In 1969, the Supreme Court held unambiguously that the nearly identical § 1982 protected the right to lease “against the actions of third parties.” Sullivan v. Little Hunting Park, Inc., 396 U.S. 229, 237 (1969). Six years later, this Court unambiguously stated that the Sullivan decision applied “with equal force to a suit for interference with the right to contract guaranteed by Section 1981.” Faraca v. Clements, 506 F.2d 956, 959 (5th Cir. 1975); see also CBOCS West, Inc. v. Humphries, 553 U.S. 442, 447 (2008) (Finding that § 1981 prohibits retaliation based on Sullivan because “our precedents have long construed §§ 1981 and 1982 similarly.”).
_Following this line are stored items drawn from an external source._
//! YUM for older RHEL-family systems

use async_trait::async_trait;

use crate::error::PackageManagerError;
use crate::pm::{query_stdout, PackageManager};
use crate::process::{CommandSpec, Runner};

pub struct Yum {
    runner: Runner,
}

impl Yum {
    pub fn new(runner: Runner) -> Self {
        Self { runner }
    }
}

#[async_trait]
impl PackageManager for Yum {
    fn manager(&self) -> &'static str {
        "yum"
    }

    async fn refresh_index(&self) -> Result<(), PackageManagerError> {
        let output = self
            .runner
            .run(&CommandSpec::new("yum", ["makecache", "-y"]).privileged())
            .await?;
        if output.success() {
            Ok(())
        } else {
            Err(PackageManagerError::RefreshFailed {
                manager: self.manager(),
                detail: output.failure_detail(),
            })
        }
    }

    async fn install(
        &self,
        name: &str,
        version: Option<&str>,
    ) -> Result<(), PackageManagerError> {
        // yum pins with `name-version`
        let package = match version {
            Some(version) => format!("{name}-{version}"),
            None => name.to_string(),
        };
        let output = self
            .runner
            .run(&CommandSpec::new("yum", ["install", "-y", &package]).privileged())
            .await?;
        if output.success() {
            Ok(())
        } else {
            Err(PackageManagerError::InstallFailed {
                manager: self.manager(),
                package,
                detail: output.failure_detail(),
            })
        }
    }

    async fn remove(&self, name: &str) -> Result<(), PackageManagerError> {
        let output = self
            .runner
            .run(&CommandSpec::new("yum", ["remove", "-y", name]).privileged())
            .await?;
        if output.success() {
            Ok(())
        } else {
            Err(PackageManagerError::RemovalFailed {
                manager: self.manager(),
                package: name.to_string(),
                detail: output.failure_detail(),
            })
        }
    }

    async fn installed_version(
        &self,
        name: &str,
    ) -> Result<Option<String>, PackageManagerError> {
        let output = self
            .runner
            .run(&CommandSpec::new(
                "rpm",
                ["-q", "--qf", "%{VERSION}", name],
            ))
            .await?;
        Ok(query_stdout(&output))
    }
}
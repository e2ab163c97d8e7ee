//! Package manager implementations
//!
//! One implementation per manager, selected from the resolved platform.
//! Every command is an explicit argument vector routed through the shared
//! runner; mutations are privileged, queries are not.

use async_trait::async_trait;

use crate::error::PackageManagerError;
use crate::platform::{Platform, RhelManager};
use crate::process::{CommandOutput, Runner};

#[async_trait]
pub trait PackageManager: Send + Sync {
    fn manager(&self) -> &'static str;

    /// Refresh the package index. Evaluated once per run as a precondition
    /// for any install; failure is fatal to the run.
    async fn refresh_index(&self) -> Result<(), PackageManagerError>;

    /// Install a package, optionally pinned to a version using the
    /// manager's native pin spelling.
    async fn install(&self, name: &str, version: Option<&str>)
        -> Result<(), PackageManagerError>;

    async fn remove(&self, name: &str) -> Result<(), PackageManagerError>;

    /// Version recorded by the package database, if the package is
    /// installed.
    async fn installed_version(&self, name: &str)
        -> Result<Option<String>, PackageManagerError>;
}

/// Map a platform to its package manager. `Unknown` maps to none; callers
/// must treat that as "manual" rather than guessing a command.
pub fn for_platform(platform: Platform, runner: Runner) -> Option<Box<dyn PackageManager>> {
    match platform {
        Platform::DebianLike => Some(Box::new(apt::Apt::new(runner))),
        Platform::RhelLike(RhelManager::Dnf) => Some(Box::new(dnf::Dnf::new(runner))),
        Platform::RhelLike(RhelManager::Yum) => Some(Box::new(yum::Yum::new(runner))),
        Platform::MacHomebrew => Some(Box::new(brew::Brew::new(runner))),
        Platform::Unknown => None,
    }
}

/// Trimmed stdout of a successful query, `None` for empty or failed.
fn query_stdout(output: &CommandOutput) -> Option<String> {
    if !output.success() {
        return None;
    }
    let value = output.stdout.trim();
    if value.is_empty() {
        None
    } else {
        Some(value.to_string())
    }
}

pub mod apt;
pub mod brew;
pub mod dnf;
pub mod yum;

pub use apt::Apt;
pub use brew::Brew;
pub use dnf::Dnf;
pub use yum::Yum;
While it is true that since Faraca, this Court has expressed skepticism in dicta about the full extent of third-party liability, the fact is that this Court appears to always assume such a cause of action exists. See e.g., Foley v. University of Houston Sys., 355 F.3d 333, 337-38 (5th Cir. 2003) (reversing summary judgment on a third-party § 1981 claim and sending to a jury); Bellows v. Amoco Oil Co, 118 F.3d 268, 274 (5th Cir. 1997) (assuming, arguendo, that Bellows’ claim is actionable, but dismissing on other grounds); Sherrod v. United Way Worldwide, No. 19-10376, 2020 WL 4381815 at *4 (5th Cir. July 20, 2020) (assuming Sherrod’s claim is actionable, but dismissing on other grounds).
Moreover, citing Supreme Court and Fifth Circuit precedent, both the Eleventh and Seventh Circuits have held that third-party interference claims are actionable under § 1981. See Moore v. Grady Memorial Hospital Corp., 834 F.3d 1168, 1173 (11th Cir. 2016); Shaikh v. City of Chicago, 341 F.3d 627, 630 (7th Cir. 2003) (“A third party’s interference with an individual’s equal opportunity to enter into contracts or purchase property can support civil rights claims under §§ 1981 and 1982.”).
In conclusion, you may be able to take action if you have been discriminated against based on race even if you employer or work situation is not subject to Title VII or the Texas Labor. If you think you have been discriminated against based on race, please consult with an attorney to discuss your options for moving forward.